• Task prompt:
Count how many lines of the material contain the string "started", then give that number and nothing more.

• Dataset:
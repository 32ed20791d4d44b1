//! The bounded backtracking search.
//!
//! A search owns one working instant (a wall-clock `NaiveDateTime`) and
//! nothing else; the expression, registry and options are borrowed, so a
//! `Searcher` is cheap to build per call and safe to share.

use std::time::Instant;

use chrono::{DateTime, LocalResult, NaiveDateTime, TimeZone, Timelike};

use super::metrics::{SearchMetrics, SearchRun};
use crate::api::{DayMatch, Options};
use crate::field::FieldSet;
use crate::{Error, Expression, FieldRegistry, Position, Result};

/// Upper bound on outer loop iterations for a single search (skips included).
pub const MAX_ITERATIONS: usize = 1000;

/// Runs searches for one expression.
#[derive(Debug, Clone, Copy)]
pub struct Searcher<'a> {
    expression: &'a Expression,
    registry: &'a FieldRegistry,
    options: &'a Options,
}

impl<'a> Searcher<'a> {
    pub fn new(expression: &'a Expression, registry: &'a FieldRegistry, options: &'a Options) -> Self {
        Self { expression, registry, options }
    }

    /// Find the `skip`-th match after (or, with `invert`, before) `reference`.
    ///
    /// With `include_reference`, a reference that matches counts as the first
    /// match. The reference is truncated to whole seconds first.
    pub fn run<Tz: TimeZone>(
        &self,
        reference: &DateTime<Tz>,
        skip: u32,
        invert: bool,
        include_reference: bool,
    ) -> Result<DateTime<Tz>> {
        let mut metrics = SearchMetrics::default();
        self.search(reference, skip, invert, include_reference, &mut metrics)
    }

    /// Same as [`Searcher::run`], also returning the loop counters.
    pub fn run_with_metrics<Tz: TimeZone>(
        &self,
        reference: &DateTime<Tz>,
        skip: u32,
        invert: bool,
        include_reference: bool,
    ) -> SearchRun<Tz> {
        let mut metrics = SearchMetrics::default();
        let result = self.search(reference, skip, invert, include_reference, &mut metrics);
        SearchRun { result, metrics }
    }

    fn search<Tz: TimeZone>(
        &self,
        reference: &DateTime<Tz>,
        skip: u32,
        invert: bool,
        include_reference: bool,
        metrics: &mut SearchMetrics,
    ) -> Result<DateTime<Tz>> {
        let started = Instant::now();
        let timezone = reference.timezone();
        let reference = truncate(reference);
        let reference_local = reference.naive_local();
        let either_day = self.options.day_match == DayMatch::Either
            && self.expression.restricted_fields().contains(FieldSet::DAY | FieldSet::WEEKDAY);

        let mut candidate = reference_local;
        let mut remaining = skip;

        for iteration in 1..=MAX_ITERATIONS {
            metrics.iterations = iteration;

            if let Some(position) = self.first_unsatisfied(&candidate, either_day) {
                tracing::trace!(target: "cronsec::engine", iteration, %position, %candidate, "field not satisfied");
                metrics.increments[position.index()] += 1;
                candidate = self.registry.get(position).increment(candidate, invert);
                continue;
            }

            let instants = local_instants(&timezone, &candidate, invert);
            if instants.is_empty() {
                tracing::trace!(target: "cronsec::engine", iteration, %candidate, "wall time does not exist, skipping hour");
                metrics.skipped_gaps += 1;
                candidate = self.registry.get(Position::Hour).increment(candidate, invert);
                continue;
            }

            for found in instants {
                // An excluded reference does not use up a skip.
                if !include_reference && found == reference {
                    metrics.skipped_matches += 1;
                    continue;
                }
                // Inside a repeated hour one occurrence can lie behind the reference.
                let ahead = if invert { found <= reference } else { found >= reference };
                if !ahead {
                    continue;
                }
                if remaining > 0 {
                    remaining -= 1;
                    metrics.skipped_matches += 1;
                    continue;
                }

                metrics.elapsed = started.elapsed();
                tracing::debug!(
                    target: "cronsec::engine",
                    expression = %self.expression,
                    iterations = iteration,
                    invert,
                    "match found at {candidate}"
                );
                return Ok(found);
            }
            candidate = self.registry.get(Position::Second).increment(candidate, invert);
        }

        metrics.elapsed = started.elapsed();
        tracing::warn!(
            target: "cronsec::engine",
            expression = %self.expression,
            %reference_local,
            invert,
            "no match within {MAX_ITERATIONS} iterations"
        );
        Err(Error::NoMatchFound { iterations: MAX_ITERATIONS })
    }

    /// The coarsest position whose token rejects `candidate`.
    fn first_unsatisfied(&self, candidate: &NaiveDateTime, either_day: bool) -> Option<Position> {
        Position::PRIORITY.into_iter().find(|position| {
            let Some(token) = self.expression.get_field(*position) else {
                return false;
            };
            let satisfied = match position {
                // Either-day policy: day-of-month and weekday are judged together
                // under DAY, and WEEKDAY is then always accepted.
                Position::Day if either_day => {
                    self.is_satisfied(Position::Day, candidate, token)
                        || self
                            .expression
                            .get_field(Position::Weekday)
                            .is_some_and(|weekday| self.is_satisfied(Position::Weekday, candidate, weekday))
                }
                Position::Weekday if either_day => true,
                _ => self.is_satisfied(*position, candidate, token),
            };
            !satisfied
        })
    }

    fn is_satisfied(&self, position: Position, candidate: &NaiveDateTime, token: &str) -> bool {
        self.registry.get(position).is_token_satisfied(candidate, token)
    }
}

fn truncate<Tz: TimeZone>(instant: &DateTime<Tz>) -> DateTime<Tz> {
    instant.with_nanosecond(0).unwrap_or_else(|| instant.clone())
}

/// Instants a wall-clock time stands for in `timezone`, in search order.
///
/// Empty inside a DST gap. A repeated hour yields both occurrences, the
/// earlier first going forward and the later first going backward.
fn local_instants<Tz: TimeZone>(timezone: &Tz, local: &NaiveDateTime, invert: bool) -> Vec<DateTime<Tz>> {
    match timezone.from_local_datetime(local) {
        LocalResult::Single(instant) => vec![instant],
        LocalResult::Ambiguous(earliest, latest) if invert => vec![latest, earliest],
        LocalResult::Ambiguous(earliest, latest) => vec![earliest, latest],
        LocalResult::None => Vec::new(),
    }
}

• Answer for this exercise:
3